Reflections on COVID-19 Driven Telehealth Implementation in the RWHAP

HRSA HIV/AIDS Bureau (HAB)

Many adjustments were made in 2020-2021 to facilitate the continued provision of HIV care and treatment during the COVID-19 pandemic. The lessons they offer for future service delivery are summarized in a new “white paper” by the Health Resources and Services Administration’s HIV/AIDS Bureau (HRSA HAB).

The white paper, Innovation and Resilience: How Ryan White HIV/AIDS Program Recipients Leverage Telehealth during the COVID-19 Pandemic, focuses on telehealth and HIV care delivery best practices and lessons learned as identified by the workgroup through interviews with seven RWHAP recipients at state and local levels.

The white paper was prepared by a HRSA HAB Telehealth TA Workgroup, first convened in mid-2020 to develop TA materials for RWHAP recipients on telehealth. (See the sidebar for HRSA and other federal resources on telehealth, developed prior to and in response to COVID-19.)

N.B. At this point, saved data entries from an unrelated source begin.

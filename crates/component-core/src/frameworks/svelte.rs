//! Svelte components

use super::confirm_typescript;
use crate::error::Result;
use crate::framework::Framework;
use crate::prompt::Prompter;
use crate::selection::ResolvedSelection;

pub const TEMPLATES: &[&str] = &["component-ts.svelte", "component.svelte"];

pub fn template(typescript: bool) -> &'static str {
    if typescript {
        "component-ts.svelte"
    } else {
        "component.svelte"
    }
}

pub async fn resolve<P: Prompter>(
    prompter: &mut P,
    name: String,
    folder: String,
) -> Result<ResolvedSelection> {
    let typescript = confirm_typescript(prompter, "svelte.typescript").await?;
    Ok(ResolvedSelection::new(Framework::Svelte, name, template(typescript), folder))
}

Innovations in Telehealth Delivery

RWHAP recipients provided a range of insights on how they rapidly adjusted their HIV programs to adopt and/or expand telehealth services to keep clients engaged in HIV care and treatment and even improve connections within them, particularly in times of social distancing and isolation. Among the highlights:

  • Partner Coordination. Working with other programs helped connect unhoused individuals with telehealth, like work with HOPWA-funded agencies to get cell phones in the hands of clients.
  • Phone-Based Telehealth. Telehealth expanded beyond the traditional use of video conferencing. According to the white paper, “the majority of clients opted for telephonic visits.” This provided more flexibility to patients and avoided the technological requirements and learning curve associated with traditional telehealth equipment.
  • Various Telehealth Options. A broad range of telehealth techniques were adopted, like use of Bluetooth stethoscopes at a satellite site, giving patients and providers more flexibility in conducting a physical examination.
  • Telehealth Use for Multiple Purposes. Telehealth sessions went well beyond basic clinic encounters to encompass, for example, tele-behavioral health, nutrition counseling, medication adherence, and sexual health counseling.

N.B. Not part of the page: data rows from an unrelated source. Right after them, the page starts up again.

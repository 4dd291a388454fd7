//! Charm-style CLI prompts using cliclack

use crate::error::{Result, ScaffoldError};
use crate::framework::Framework;
use crate::prompt::{ConfirmPrompt, InputPrompt, Prompter, SelectPrompt};
use crate::resolver::{self, ComponentFlags};
use crate::selection::ResolvedSelection;
use crate::validate::validate_component_name;
use std::io;

/// Prompter that renders every question in the terminal
#[derive(Debug, Default, Clone, Copy)]
pub struct ClackPrompter;

impl Prompter for ClackPrompter {
    async fn input(&mut self, prompt: &InputPrompt) -> io::Result<String> {
        let mut input = cliclack::input(&prompt.message);

        if let Some(placeholder) = &prompt.placeholder {
            input = input.placeholder(placeholder);
        }
        if let Some(default) = &prompt.default {
            input = input.default_input(default);
        }
        // Otherwise cliclack answers blank input with its own "Input required"
        if !prompt.requires_input() {
            input = input.required(false);
        }
        if let Some(validator) = prompt.validator {
            input = input.validate(move |value: &String| validator(value));
        }

        let value: String = input.interact()?;

        match &prompt.default {
            Some(default) if value.is_empty() => Ok(default.clone()),
            _ => Ok(value),
        }
    }

    async fn select(&mut self, prompt: &SelectPrompt) -> io::Result<usize> {
        // Use indices so the choices can stay borrowed
        let mut select = cliclack::select(&prompt.message);
        for (idx, choice) in prompt.choices.iter().enumerate() {
            select = select.item(idx, &choice.label, &choice.hint);
        }
        select.interact()
    }

    async fn confirm(&mut self, prompt: &ConfirmPrompt) -> io::Result<bool> {
        cliclack::confirm(&prompt.message)
            .initial_value(prompt.default)
            .interact()
    }
}

/// Run the interactive resolution in the terminal
pub async fn run(flags: &ComponentFlags) -> Result<ResolvedSelection> {
    cliclack::intro("Create a component")?;

    // Step 1: Report values taken from flags
    report_flags(flags)?;

    // Step 2: Ask for whatever is missing and pick the template
    let mut prompter = ClackPrompter;
    match resolver::resolve(&mut prompter, flags).await {
        Ok(selection) => {
            cliclack::log::success(format!(
                "{} component '{}' from {}",
                selection.framework, selection.component_name, selection.template
            ))?;
            Ok(selection)
        }
        Err(ScaffoldError::Cancelled) => {
            cliclack::outro_cancel("Cancelled.")?;
            Err(ScaffoldError::Cancelled)
        }
        Err(e) => {
            cliclack::outro_cancel(e.to_string())?;
            Err(e)
        }
    }
}

fn report_flags(flags: &ComponentFlags) -> Result<()> {
    if let Some(name) = flags.name() {
        match validate_component_name(name) {
            Ok(()) => cliclack::log::info(format!("Using name: {}", name))?,
            Err(e) => cliclack::log::warning(format!("Using name '{}' as given: {}", name, e))?,
        }
    }

    if let Some(folder) = flags.folder() {
        cliclack::log::info(format!("Using folder: {}", folder))?;
    }

    if let Some(framework) = flags.framework() {
        match framework.parse::<Framework>() {
            Ok(fw) => cliclack::log::info(format!("Using framework: {}", fw))?,
            Err(e) => cliclack::log::warning(e.to_string())?,
        }
    }

    Ok(())
}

Interviewed sites consistently reported that telehealth led to significant improvements in no-show rates. One site, for example, saw a no-show decline from 20% to 13% over the first five months of the pandemic.

  • Maximizing Social Distancing. Programs made notable allowances, like 90-day prescription fills to minimize pharmacy and clinic visits; securing patient consent electronically; and completion of eligibility and recertification paperwork via electronic means.
  • Remote Diagnostic Collections. Programs increasingly used vendor services to collect and process diagnostic tests, cutting down on client trips to the clinic.

Telehealth was not the standard practice for every patient. Some programs conducted in-person visits for newly diagnosed individuals, within 48 hours of a positive test result, in order to establish a firm connection with patients.

The Back Office: Policies, Procedures, Staffing

Best practices in HIV service delivery via telehealth would not have been possible with adjustments in clinic procedures, from workflows to payment procedures. The white paper identified steps taken by RWHAP recipients such as the following:

  • Policies and procedures were rapidly revised to guide clinic staff, like standardized intake protocols and measures to ensure compliance with regulatory and reimbursement requirements.
  • Programs worked closely with IT staff to ensure privacy and confidentiality of patient records in newly established telehealth services. 
  • “Dynamic practice managers” were essential in quickly developing procedures to align with new regulatory and billing requirements.
  • Programs took steps, early on, to keep good records of time spent on telehealth as “most third-party payers’ codes and rates were inadequate to account for the level of service being furnished via telehealth.”